The perimeter is the distance all around the outside of a shape. We can find the perimeter of a sector using what we know about finding the length of an arc. A sector is formed between two radii and an arc. To find the perimeter, we need to add these values together.

**Which sector has the greatest angle?**

major sector has the greater angle…

**Can a central angle be 180 degrees?**

A convex central angle, which is a central angle that measures less than 180 degrees and a reflex central angle, which is a central angle that measures more than 180 degrees and less than 360 degrees. These are both part of a complete circle.

### How do you find the perimeter of a major sector?

The perimeter of the sector of a circle is the length of two radii along with the arc that makes the sector. In the following diagram, a sector is shown in yellow colour. The perimeter should be calculated by doubling the radius and then adding it to the length of the arc.

**How is the area of a sector of a circle calculated?**

Then, the area of a sector of circle formula is calculated using the unitary method. For the given angle the area of a sector is represented by: The angle of the sector is 360°, area of the sector, i.e. the Whole circle = πr 2 Let the angle be 45 °. Therefore the circle will be divided into 8 parts, as per the given in the below figure;

**How to find the percentage of a sector from an angle?**

First, add together the degrees from the 3 sectors that include 9 or more hours of TV: 100 degrees, 85 degrees and 60 degrees. Take this sum, 245 degrees, and set-up a proportion: . A circle graph represents the demographics of a major US city.

## When is a sector of a circle called a quadrant?

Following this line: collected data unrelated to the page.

use std::fmt;
use std::time::Duration;

use chrono::{DateTime, Utc};

/// Default deadline covering connect and handshake, each.
pub const DEFAULT_TLS_TIMEOUT: Duration = Duration::from_secs(10);

/// Metadata extracted from a peer certificate. Built fresh per handshake,
/// never cached. Optional fields the certificate does not carry are `None`.
#[cfg_attr(feature = "with-serde", derive(serde::Serialize, serde::Deserialize))]
#[derive(Debug, Clone, PartialEq, Eq)]
pub struct CertificateInfo {
    /// Value of the first subject RDN, usually the common name.
    pub subject: Option<String>,
    /// Value of the first issuer RDN.
    pub issuer: Option<String>,
    /// X.509 version as presented (3 for v3).
    pub version: u32,
    /// Serial number as colon-separated uppercase hex.
    pub serial: String,
    pub not_before: DateTime<Utc>,
    pub not_after: DateTime<Utc>,
    /// DNS subject alternative names, in certificate order.
    pub subject_alt_names: Vec<String>,
    pub ocsp_uri: Option<String>,
    pub ca_issuer_uri: Option<String>,
}

impl CertificateInfo {
    pub fn expiry_status(&self) -> ExpiryStatus {
        self.expiry_status_at(Utc::now())
    }

    /// Pure function of the validity window and `now`; days are whole-day
    /// truncated, so a certificate expiring in 36 hours is valid for 1 day.
    pub fn expiry_status_at(&self, now: DateTime<Utc>) -> ExpiryStatus {
        if self.not_after < now {
            ExpiryStatus::Expired {
                days: (now - self.not_after).num_days(),
            }
        } else {
            ExpiryStatus::Valid {
                days: (self.not_after - now).num_days(),
            }
        }
    }
}

#[cfg_attr(feature = "with-serde", derive(serde::Serialize, serde::Deserialize))]
#[derive(Debug, Clone, Copy, PartialEq, Eq)]
pub enum ExpiryStatus {
    Valid { days: i64 },
    Expired { days: i64 },
}

impl ExpiryStatus {
    pub fn is_expired(&self) -> bool {
        matches!(self, Self::Expired { .. })
    }
}

impl fmt::Display for ExpiryStatus {
    fn fmt(&self, f: &mut fmt::Formatter<'_>) -> fmt::Result {
        match self {
            Self::Valid { days } => write!(f, "valid for {days} days"),
            Self::Expired { days } => write!(f, "expired {days} days ago"),
        }
    }
}

/// Options for one inspection.
#[derive(Debug, Clone, PartialEq, Eq)]
pub struct TlsInspectOptions {
    port: u16,
    timeout: Duration,
}

impl TlsInspectOptions {
    pub fn new() -> Self {
        Self::default()
    }

    pub fn with_port(mut self, port: u16) -> Self {
        self.port = port;
        self
    }

    pub fn with_timeout(mut self, timeout: Duration) -> Self {
        self.timeout = timeout;
        self
    }

    pub fn port(&self) -> u16 {
        self.port
    }

    pub fn timeout(&self) -> Duration {
        self.timeout
    }
}

impl Default for TlsInspectOptions {
    fn default() -> Self {
        Self {
            port: 443,
            timeout: DEFAULT_TLS_TIMEOUT,
        }
    }
}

Acute central angles will always produce minor arcs and small sectors. When the central angle formed by the two radii is 90° 90 °, the sector is called a quadrant (because the total circle comprises four quadrants, or fourths). When the two radii form a 180° 180 °, or half the circle, the sector is called a semicircle and has a major arc.

**How to calculate the arc length of a sector?**

r = C (2π) r = C ( 2 π) Once you know the radius, you have the lengths of two of the parts of the sector. You only need to know arc length or the central angle, in degrees or radians.